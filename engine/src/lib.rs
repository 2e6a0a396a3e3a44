//! The gossip engine: decides what happens to every received object.
//!
//! One [`Gossiper`] per node. It owns the protocol rules (what to store, what
//! to relay, when to co-sign, when to aggregate, when to raise conflict
//! evidence) and delegates verification to the crypto service, persistence to
//! the object store, and delivery to the relay.

pub mod aggregator;
pub mod convergence;
pub mod error;
pub mod gossiper;

pub use aggregator::{aggregate_fragments, build_conflict, sign_fragment};
pub use convergence::{ConvergenceTimes, ConvergenceTracker};
pub use error::EngineError;
pub use gossiper::Gossiper;

use std::time::{SystemTime, UNIX_EPOCH};

pub(crate) fn unix_now_secs() -> u64 {
    SystemTime::now()
        .duration_since(UNIX_EPOCH)
        .unwrap_or_default()
        .as_secs()
}
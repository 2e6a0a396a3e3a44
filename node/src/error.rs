use thiserror::Error;

#[derive(Debug, Error)]
pub enum NodeError {
    #[error("config error: {0}")]
    Config(String),

    #[error("crypto error: {0}")]
    Crypto(#[from] ctgossip_crypto::CryptoError),

    #[error("gossip error: {0}")]
    Gossip(#[from] ctgossip_types::GossipError),

    #[error("relay error: {0}")]
    Relay(#[from] ctgossip_relay::RelayError),

    #[error("serialization error: {0}")]
    Serialization(#[from] serde_json::Error),

    #[error("IO error: {0}")]
    Io(#[from] std::io::Error),
}
//! Node-wide threshold-signing parameters.

use serde::{Deserialize, Serialize};

use crate::GossipError;

/// Quorum parameters shared by every gossiper in a deployment.
///
/// Read-only after node initialization.
#[derive(Clone, Copy, Debug, PartialEq, Eq, Serialize, Deserialize)]
pub struct ThresholdParams {
    /// Total participant count `N`.
    pub total: usize,
    /// Signing threshold `T` — a FULL object is valid only once `T` distinct
    /// signers have contributed fragments.
    pub threshold: usize,
}

impl ThresholdParams {
    pub fn new(total: usize, threshold: usize) -> Result<Self, GossipError> {
        let params = Self { total, threshold };
        params.validate()?;
        Ok(params)
    }

    pub fn validate(&self) -> Result<(), GossipError> {
        if self.threshold == 0 || self.threshold > self.total {
            return Err(GossipError::InvalidParams {
                total: self.total,
                threshold: self.threshold,
            });
        }
        Ok(())
    }
}
//! Nullable infrastructure for deterministic testing.
//!
//! External collaborators of the gossip core (the crypto service and the
//! relay) are abstracted behind traits. This crate provides implementations
//! that return deterministic values, can be controlled programmatically, and
//! never touch the network.
//!
//! Usage: swap real implementations for nullables in tests.

pub mod crypto;
pub mod relay;

pub use crypto::NullCrypto;
pub use relay::RecordingRelay;
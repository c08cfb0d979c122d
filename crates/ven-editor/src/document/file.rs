//! Loading and saving.
//!
//! Files are read as bytes and decoded lossily, so a stray invalid sequence
//! turns into U+FFFD instead of refusing to open. Saves go through a
//! temporary file in the target directory that is renamed over the
//! destination, so a failed write never truncates the existing file.

use std::fs;
use std::io::{self, Write};
use std::path::Path;

use tempfile::NamedTempFile;
use tracing::{debug, warn};

use super::Document;
use crate::error::{Error, Result};

impl Document {
    /// Open `path`. A file that does not exist yet gives an empty document
    /// that will be created on the first save.
    ///
    /// # Errors
    ///
    /// [`Error::Load`] if the file exists but cannot be read.
    pub fn open(path: impl AsRef<Path>) -> Result<Self> {
        let path = path.as_ref();
        let bytes = match fs::read(path) {
            Ok(bytes) => bytes,
            Err(e) if e.kind() == io::ErrorKind::NotFound => {
                debug!(path = %path.display(), "new file");
                Vec::new()
            }
            Err(source) => {
                return Err(Error::Load {
                    path: path.to_path_buf(),
                    source,
                });
            }
        };

        let mut text = String::from_utf8_lossy(&bytes).into_owned();
        if !text.ends_with('\n') {
            text.push('\n');
        }

        let mut doc = Self::from_text(&text);
        doc.set_name(path);
        debug!(
            path = %path.display(),
            bytes = bytes.len(),
            lines = doc.line_count(),
            "loaded"
        );
        Ok(doc)
    }

    /// Write the document to its file.
    ///
    /// # Errors
    ///
    /// [`Error::NoFileName`] if the document has no name, [`Error::Save`] if
    /// writing fails. The document is unchanged on error.
    pub fn save(&mut self) -> Result<()> {
        let path = self.name.clone().ok_or(Error::NoFileName)?;
        self.write_to(&path)?;
        self.mutated = false;
        Ok(())
    }

    /// Write the document to `path` and make that its name.
    ///
    /// # Errors
    ///
    /// [`Error::Save`] if writing fails. Name and dirty flag are unchanged
    /// on error.
    pub fn save_as(&mut self, path: impl AsRef<Path>) -> Result<()> {
        let path = path.as_ref();
        self.write_to(path)?;
        self.set_name(path);
        self.mutated = false;
        Ok(())
    }

    /// Write through a temp file next to the real target. An existing file
    /// is resolved through symlinks first and keeps its permissions.
    fn write_to(&self, path: &Path) -> Result<()> {
        let contents = self.contents();
        let target = fs::canonicalize(path).unwrap_or_else(|_| path.to_path_buf());
        let permissions = fs::metadata(&target).ok().map(|meta| meta.permissions());
        let dir = target
            .parent()
            .filter(|parent| !parent.as_os_str().is_empty())
            .unwrap_or_else(|| Path::new("."));

        let written = NamedTempFile::new_in(dir)
            .and_then(|mut tmp| {
                tmp.write_all(contents.as_bytes())?;
                if let Some(permissions) = permissions {
                    tmp.as_file().set_permissions(permissions)?;
                }
                tmp.as_file().sync_all()?;
                Ok(tmp)
            })
            .and_then(|tmp| tmp.persist(&target).map_err(|e| e.error));

        match written {
            Ok(_) => {
                debug!(
                    path = %path.display(),
                    bytes = contents.len(),
                    lines = self.line_count,
                    "saved"
                );
                Ok(())
            }
            Err(source) => {
                warn!(path = %path.display(), error = %source, "save failed");
                Err(Error::Save {
                    path: path.to_path_buf(),
                    source,
                })
            }
        }
    }
}

// ---------------------------------------------------------------------------
// Tests
// ---------------------------------------------------------------------------
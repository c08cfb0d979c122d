//! Command-line parsing: what the user typed after `:` or `/`.
//!
//! The command line is edited like any other text, so it arrives here as a
//! [`Line`] holding the prompt char followed by the input (`":wq"`,
//! `"/fo+"`). Parsing turns it into a [`Command`]; executing it is up to the
//! caller.
//!
//! | Input         | Command                                  |
//! |---------------|------------------------------------------|
//! | `:w`          | [`Command::Write`]                       |
//! | `:w <path>`   | [`Command::WriteAs`]                     |
//! | `:q`          | [`Command::Quit`] (refused when dirty)   |
//! | `:q!`         | [`Command::ForceQuit`]                   |
//! | `:wq`         | [`Command::WriteQuit`]                   |
//! | `:x`          | [`Command::ExitSave`] (writes if dirty)  |
//! | `:set <args>` | [`Command::Set`]                         |
//! | `/<pattern>`  | [`Command::Search`]                      |

use std::path::PathBuf;

use crate::line::Line;
use crate::options::{SetDirective, parse_set};

/// A parsed command-line command.
#[derive(Debug, Clone, PartialEq, Eq)]
pub enum Command {
    /// `:w`
    Write,
    /// `:w <path>`
    WriteAs(PathBuf),
    /// `:q`
    Quit,
    /// `:q!`
    ForceQuit,
    /// `:wq`
    WriteQuit,
    /// `:x`
    ExitSave,
    /// `:set ...`
    Set(Vec<SetDirective>),
    /// `/pattern`. The pattern is not compiled yet.
    Search(String),
    /// Anything else, with the full input for the error message.
    Unknown(String),
}

impl Command {
    /// Parse the command line.
    #[must_use]
    pub fn parse(line: &Line) -> Self {
        let fixed = [
            (":w", Self::Write),
            (":q", Self::Quit),
            (":q!", Self::ForceQuit),
            (":wq", Self::WriteQuit),
            (":x", Self::ExitSave),
        ];
        if let Some((_, command)) = fixed.into_iter().find(|(text, _)| line.equals(text)) {
            return command;
        }

        let input = line.to_string();
        if let Some(pattern) = input.strip_prefix('/') {
            return Self::Search(pattern.to_string());
        }
        let Some(body) = input.strip_prefix(':') else {
            return Self::Unknown(input);
        };

        let body = body.trim();
        let (cmd, arg) = body
            .split_once(char::is_whitespace)
            .map_or((body, ""), |(cmd, arg)| (cmd, arg.trim_start()));

        match cmd {
            "w" if !arg.is_empty() => Self::WriteAs(PathBuf::from(arg)),
            "w" => Self::Write,
            "q" if arg.is_empty() => Self::Quit,
            "q!" if arg.is_empty() => Self::ForceQuit,
            "wq" if arg.is_empty() => Self::WriteQuit,
            "x" if arg.is_empty() => Self::ExitSave,
            "set" | "se" => Self::Set(parse_set(arg)),
            _ => Self::Unknown(input),
        }
    }

    /// True if running the command ends the session (when it succeeds).
    #[must_use]
    pub const fn quits(&self) -> bool {
        matches!(
            self,
            Self::Quit | Self::ForceQuit | Self::WriteQuit | Self::ExitSave
        )
    }

    /// True if the command writes the document, given its dirty flag.
    #[must_use]
    pub const fn writes(&self, mutated: bool) -> bool {
        match self {
            Self::Write | Self::WriteAs(_) | Self::WriteQuit => true,
            Self::ExitSave => mutated,
            _ => false,
        }
    }
}

// ---------------------------------------------------------------------------
// Tests
// ---------------------------------------------------------------------------

#[cfg(test)]
mod tests {
    use super::*;
    use pretty_assertions::assert_eq;

    fn parse(text: &str) -> Command {
        Command::parse(&Line::from_text(text))
    }

    // -- Fixed commands -----------------------------------------------------

    #[test]
    fn parse_fixed_commands() {
        assert_eq!(parse(":w"), Command::Write);
        assert_eq!(parse(":q"), Command::Quit);
        assert_eq!(parse(":q!"), Command::ForceQuit);
        assert_eq!(parse(":wq"), Command::WriteQuit);
        assert_eq!(parse(":x"), Command::ExitSave);
    }

    #[test]
    fn parse_tolerates_surrounding_spaces() {
        assert_eq!(parse(": wq "), Command::WriteQuit);
        assert_eq!(parse(":q "), Command::Quit);
    }

    #[test]
    fn parse_write_as() {
        assert_eq!(
            parse(":w notes/todo.txt"),
            Command::WriteAs(PathBuf::from("notes/todo.txt"))
        );
        assert_eq!(
            parse(":w   spaced name.txt"),
            Command::WriteAs(PathBuf::from("spaced name.txt"))
        );
    }

    // -- Search / set -------------------------------------------------------

    #[test]
    fn parse_search() {
        assert_eq!(parse("/fo+"), Command::Search("fo+".into()));
        assert_eq!(parse("/"), Command::Search(String::new()));
        assert_eq!(parse("/形字"), Command::Search("形字".into()));
    }

    #[test]
    fn parse_set_command() {
        assert_eq!(
            parse(":set ts=4 ic"),
            Command::Set(vec![
                SetDirective::Assign("ts".into(), "4".into()),
                SetDirective::On("ic".into()),
            ])
        );
        assert_eq!(parse(":set"), Command::Set(vec![SetDirective::ShowChanged]));
        assert_eq!(parse(":se all"), Command::Set(vec![SetDirective::ShowAll]));
    }

    // -- Unknown ------------------------------------------------------------

    #[test]
    fn parse_unknown() {
        assert_eq!(parse(":wat"), Command::Unknown(":wat".into()));
        assert_eq!(parse(":q now"), Command::Unknown(":q now".into()));
        assert_eq!(parse(":"), Command::Unknown(":".into()));
        assert_eq!(parse("wq"), Command::Unknown("wq".into()));
        assert_eq!(parse(""), Command::Unknown(String::new()));
    }

    // -- Effects ------------------------------------------------------------

    #[test]
    fn quit_and_write_effects() {
        assert!(Command::Quit.quits());
        assert!(!Command::Quit.writes(true));
        assert!(Command::WriteQuit.quits());
        assert!(Command::WriteQuit.writes(false));
        assert!(Command::ExitSave.writes(true));
        assert!(!Command::ExitSave.writes(false));
        assert!(!Command::Write.quits());
        assert!(!Command::Search("x".into()).writes(true));
    }
}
────────────────────
Goal of the exercise: Set every line down again exactly. Begin with the first line of the entries and finish with the line containing "use thiserror::Error;".

Answer space:
filename engine/src/lib.rs
repository 2e6a0a396a3e3a44
//! The gossip engine: decides what happens to every received object.
//!
//! One [`Gossiper`] per node. It owns the protocol rules (what to store, what
//! to relay, when to co-sign, when to aggregate, when to raise conflict
//! evidence) and delegates verification to the crypto service, persistence to
//! the object store, and delivery to the relay.

pub mod aggregator;
pub mod convergence;
pub mod error;
pub mod gossiper;

pub use aggregator::{aggregate_fragments, build_conflict, sign_fragment};
pub use convergence::{ConvergenceTimes, ConvergenceTracker};
pub use error::EngineError;
pub use gossiper::Gossiper;

use std::time::{SystemTime, UNIX_EPOCH};

pub(crate) fn unix_now_secs() -> u64 {
    SystemTime::now()
        .duration_since(UNIX_EPOCH)
        .unwrap_or_default()
        .as_secs()
}
repository 2e6a0a396a3e3a44
filename node/src/error.rs
use thiserror::Error;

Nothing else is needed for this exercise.